• _Exercise directions_:
Copy out the line containing "pub fn record_unresolved_variant(&self)" and each line after it, through the last one in the material, exactly as written.
(Data for processing begins)
use serde::Serialize;
use std::sync::atomic::{AtomicUsize, Ordering};

#[derive(Debug, Default)]
pub struct TranslationMetrics {
    /// Calls made to the text-generation service
    leaf_calls: AtomicUsize,

    /// Calls that returned an error
    leaf_failures: AtomicUsize,

    /// Requested handles whose origin value was missing or of the wrong shape
    skipped_values: AtomicUsize,

    /// Null or non-string scalars returned without a service call
    passthrough_values: AtomicUsize,

    /// Set elements whose `type` matched no declared set
    unresolved_variants: AtomicUsize,
}

impl TranslationMetrics {
    pub fn new() -> Self {
        Self::default()
    }

    pub fn record_leaf_call(&self) {
        self.leaf_calls.fetch_add(1, Ordering::Relaxed);
    }

    pub fn record_leaf_failure(&self) {
        self.leaf_failures.fetch_add(1, Ordering::Relaxed);
    }

    pub fn record_skipped_value(&self) {
        self.skipped_values.fetch_add(1, Ordering::Relaxed);
    }

    pub fn record_passthrough(&self) {
        self.passthrough_values.fetch_add(1, Ordering::Relaxed);
    }

    pub fn record_unresolved_variant(&self) {
        self.unresolved_variants.fetch_add(1, Ordering::Relaxed);
    }

    pub fn leaf_calls(&self) -> usize {
        self.leaf_calls.load(Ordering::Relaxed)
    }

    pub fn leaf_failures(&self) -> usize {
        self.leaf_failures.load(Ordering::Relaxed)
    }

    pub fn skipped_values(&self) -> usize {
        self.skipped_values.load(Ordering::Relaxed)
    }

    pub fn passthrough_values(&self) -> usize {
        self.passthrough_values.load(Ordering::Relaxed)
    }

    pub fn unresolved_variants(&self) -> usize {
        self.unresolved_variants.load(Ordering::Relaxed)
    }

    /// Generate a metrics report.
    pub fn report(&self) -> MetricsReport {
        let calls = self.leaf_calls();
        let failures = self.leaf_failures();
        let success_rate = if calls > 0 {
            (calls.saturating_sub(failures) as f64 / calls as f64) * 100.0
        } else {
            0.0
        };

        MetricsReport {
            leaf_calls: calls,
            leaf_failures: failures,
            success_rate,
            skipped_values: self.skipped_values(),
            passthrough_values: self.passthrough_values(),
            unresolved_variants: self.unresolved_variants(),
        }
    }
}

/// Snapshot of a run's counters.
#[derive(Debug, Clone, PartialEq, Serialize)]
pub struct MetricsReport {
    pub leaf_calls: usize,
    pub leaf_failures: usize,

    /// Successful calls as a percentage (0-100)
    pub success_rate: f64,

    pub skipped_values: usize,
    pub passthrough_values: usize,
    pub unresolved_variants: usize,
}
(Data for processing ends)
• _Result of the exercise_:
    pub fn record_unresolved_variant(&self) {
        self.unresolved_variants.fetch_add(1, Ordering::Relaxed);
    }

    pub fn leaf_calls(&self) -> usize {
        self.leaf_calls.load(Ordering::Relaxed)
    }

    pub fn leaf_failures(&self) -> usize {
        self.leaf_failures.load(Ordering::Relaxed)
    }

    pub fn skipped_values(&self) -> usize {
        self.skipped_values.load(Ordering::Relaxed)
    }

    pub fn passthrough_values(&self) -> usize {
        self.passthrough_values.load(Ordering::Relaxed)
    }

    pub fn unresolved_variants(&self) -> usize {
        self.unresolved_variants.load(Ordering::Relaxed)
    }

    /// Generate a metrics report.
    pub fn report(&self) -> MetricsReport {
        let calls = self.leaf_calls();
        let failures = self.leaf_failures();
        let success_rate = if calls > 0 {
            (calls.saturating_sub(failures) as f64 / calls as f64) * 100.0
        } else {
            0.0
        };

        MetricsReport {
            leaf_calls: calls,
            leaf_failures: failures,
            success_rate,
            skipped_values: self.skipped_values(),
            passthrough_values: self.passthrough_values(),
            unresolved_variants: self.unresolved_variants(),
        }
    }
}

/// Snapshot of a run's counters.
#[derive(Debug, Clone, PartialEq, Serialize)]
pub struct MetricsReport {
    pub leaf_calls: usize,
    pub leaf_failures: usize,

    /// Successful calls as a percentage (0-100)
    pub success_rate: f64,

    pub skipped_values: usize,
    pub passthrough_values: usize,
    pub unresolved_variants: usize,
}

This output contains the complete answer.